Edwin is cataloguing his back again and Charles follows along, trying to scrub some of the memories of his dad’s belt away to paint them over with Edwin’s gentle fingers. It works, in some ways, and it doesn’t in many others, years of it all too deeply engraved into Charles’ skin to be wiped away in one evening. Charles lets out a soft breath.
Edwin has always been Charles’ grounding point, his very own guardian angel, his north star, and it feels bloody unreal that he gets to have this. Sometimes, it feels like one long blissful dream before he’ll be yanked out of bed to face a world without Edwin.
It’s moments like these, where Charles waits for the other shoe to drop. Swaying in Edwin’s arms, wrapping himself tightly around him, and praying to a god he long stopped believing in, that nothing changes.
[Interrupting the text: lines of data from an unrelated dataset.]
//! # Templates
//!
//! Fresh node trees for every view. Each call returns a new tree, so a row
//! view built from a template never shares bindings with an earlier render.

use super::actions::UiAction;
use super::node::Node;
use crate::storefront::events::{BasketTab, OrderField};

/// Catalog card
pub fn card() -> Node {
    Node::new("article").with_class("card").with_children(vec![
        Node::new("img").with_class("card__image"),
        Node::new("h2").with_class("card__title"),
        Node::new("p").with_class("card__description"),
        Node::new("span").with_class("card__status"),
        Node::new("button")
            .with_class("card__action")
            .with_text("Подробнее"),
    ])
}

/// Lot detail shown in the modal
pub fn lot_detail() -> Node {
    Node::new("div").with_class("lot").with_children(vec![
        Node::new("img").with_class("lot__image"),
        Node::new("div").with_class("lot__content").with_children(vec![
            Node::new("h2").with_class("lot__title"),
            Node::new("div").with_class("lot__status").with_children(vec![
                Node::new("span").with_class("lot__status-timer"),
                Node::new("span").with_class("lot__status-text"),
            ]),
            Node::new("div").with_class("lot__history").hidden(),
            Node::new("form")
                .with_class("lot__bid")
                .hidden()
                .with_children(vec![
                    Node::new("input")
                        .with_class("lot__bid-input")
                        .with_attr("name", "lot_bid")
                        .with_attr("placeholder", "Ваша ставка")
                        .with_action(UiAction::BidInput),
                    Node::new("button")
                        .with_class("lot__bid-submit")
                        .with_text("Сделать ставку")
                        .with_action(UiAction::SubmitBid),
                ]),
        ]),
    ])
}

/// Basket row for a lot that is still being bid on
pub fn bid_row() -> Node {
    Node::new("article").with_class("bid").with_children(vec![
        Node::new("img").with_class("bid__image"),
        Node::new("span").with_class("bid__title"),
        Node::new("span").with_class("bid__amount"),
        Node::new("button").with_class("bid__open").with_text("Открыть"),
    ])
}

/// Basket row for a closed lot, with its selection checkbox
pub fn sold_row() -> Node {
    Node::new("article").with_class("bid").with_children(vec![
        Node::new("input")
            .with_class("bid__selector-input")
            .with_attr("type", "checkbox")
            .with_text("Выбрать"),
        Node::new("img").with_class("bid__image"),
        Node::new("span").with_class("bid__title"),
        Node::new("span").with_class("bid__amount"),
    ])
}

/// Active / closed tab selectors
pub fn basket_tabs() -> Node {
    Node::new("div").with_class("tabs").with_children(vec![
        Node::new("button")
            .with_class("tabs__button")
            .with_attr("name", BasketTab::Active.as_str())
            .with_text("Активные")
            .with_action(UiAction::SelectTab(BasketTab::Active)),
        Node::new("button")
            .with_class("tabs__button")
            .with_attr("name", BasketTab::Closed.as_str())
            .with_text("Закрытые")
            .with_action(UiAction::SelectTab(BasketTab::Closed)),
    ])
}

/// Basket list with its total and checkout footer
pub fn basket_content() -> Node {
    Node::new("div").with_class("basket").with_children(vec![
        Node::new("ul").with_class("basket__list"),
        Node::new("div").with_class("basket__actions").with_children(vec![
            Node::new("span").with_class("basket__total").with_text("0"),
            Node::new("button")
                .with_class("basket__action")
                .with_text("Оформить")
                .with_action(UiAction::Checkout)
                .disabled(),
        ]),
    ])
}

/// Checkout form
pub fn order_form() -> Node {
    Node::new("form")
        .with_class("form")
        .with_attr("name", "order")
        .with_children(vec![
            Node::new("h2").with_class("form__title").with_text("Оформление"),
            Node::new("input")
                .with_class("form__input")
                .with_attr("name", OrderField::Email.as_str())
                .with_attr("placeholder", "Email")
                .with_action(UiAction::OrderInput(OrderField::Email)),
            Node::new("input")
                .with_class("form__input")
                .with_attr("name", OrderField::Phone.as_str())
                .with_attr("placeholder", "Телефон")
                .with_action(UiAction::OrderInput(OrderField::Phone)),
            Node::new("span").with_class("form__errors"),
            Node::new("button")
                .with_class("form__submit")
                .with_attr("type", "submit")
                .with_text("Оформить")
                .with_action(UiAction::SubmitOrder)
                .disabled(),
        ])
}

/// Order placed confirmation
pub fn success() -> Node {
    Node::new("div").with_class("state").with_children(vec![
        Node::new("h2")
            .with_class("state__title")
            .with_text("Заказ оформлен"),
        Node::new("p")
            .with_class("state__text")
            .with_text("Мы свяжемся с вами в ближайшее время"),
        Node::new("button")
            .with_class("state__action")
            .with_text("На главную")
            .with_action(UiAction::CloseModal),
    ])
}

/// Placeholder while a request is in flight
pub fn loading() -> Node {
    Node::new("div")
        .with_class("loading")
        .with_text("Загрузка...")
}

/// Failed request with a button that repeats it
pub fn error(message: &str, retry: UiAction) -> Node {
    Node::new("div")
        .with_class("state")
        .with_class("state_error")
        .with_children(vec![
            Node::new("p").with_class("state__text").with_text(message),
            Node::new("button")
                .with_class("state__action")
                .with_text("Повторить")
                .with_action(retry),
        ])
}

/// Modal overlay frame
pub fn modal() -> Node {
    Node::new("div")
        .with_class("modal")
        .hidden()
        .with_children(vec![
            Node::new("button")
                .with_class("modal__close")
                .with_text("Закрыть")
                .with_action(UiAction::CloseModal),
            Node::new("div").with_class("modal__content"),
        ])
}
But Charles has grown up bracing for the impact, the worst of the worst, and it is a hard thing to unlearn. He’s not sure he ever can.
So, when Edwin pulls away, he braces. The fact of the matter is that Edwin is so bloody kind that he says all these things that make Charles’ eyes water, but he doesn’t know the full story, does he? Charles hasn’t told him everything because he’s too much of a fucking coward to do so. But he needs to. He can’t let Edwin continue thinking that Charles is the best person he knows if Edwin doesn’t know everything. He’d been too selfish to correct Edwin immediately, too wanting for those words that are a healing ointment to Charles’ bruised and battered heart, but Charles will never be able to stand himself if he doesn’t clear the air now.
“I have to tell you something,” Charles begins, loosening his grip so Edwin can move away fully from their half embrace. Edwin doesn’t. “‘Cause I need you to know about the things that matter.”
But Edwin is shaking his head. “It does not matter if you have not told me everything,” Edwin says, loosely encircling his waist. “You do not have to for me to stand firm on the belief that you did not deserve to be hurt. You deserve nothing but kindness, Charles, and I am truly sorry that you were not shown this beforehand.”
“You don’t have to apologise for anything, mate. It's not your fault. S’never your fault, alright? Even when I get hurt on a case” – it’s his turn to steamroll over Edwin’s protest – “that’s not on you.”
There is no agreement here, not a solid one, only a nod by Edwin that's jerky and conflicted, but Charles thinks they’ll get to it. He wants to say something more, feels a bit unsteady in their role reversals at the moment, with Edwin being the calming one and Charles being the quiet one, but he’s exhausted. He’s exhausted and the whole moment has had him running on some ghostly adrenaline rush that’s crashing.
“Thank you,” Charles settles on, after a tick of comfortable silence. He presses as much as he can into those two words. He hopes Edwin picks up on it.
“You have nothing to thank me for.” Edwin smiles. Sometimes, it feels like he can read Charles’ mind. Charles loves it. “Do you- are you alright?”
“Brills, mate,” Charles says and finds that he means it.
Later, they will talk. Later, after his wounds have fully healed in their natural state – as Edwin has begun to call their glowing, orb forms – Charles will stretch across the sofa, head resting in Edwin’s lap, eyes shut as he tries to recall as much as he can without hunching over and getting lost in one too many memories. And it will be a revelation, over and over and over again that Edwin will not push him away, will not kick him out, will not tell him he deserved it, no matter what Charles reveals. It won’t be everything, not when there is far too much to unravel, but it’ll be something.
And maybe- maybe that something will be enough.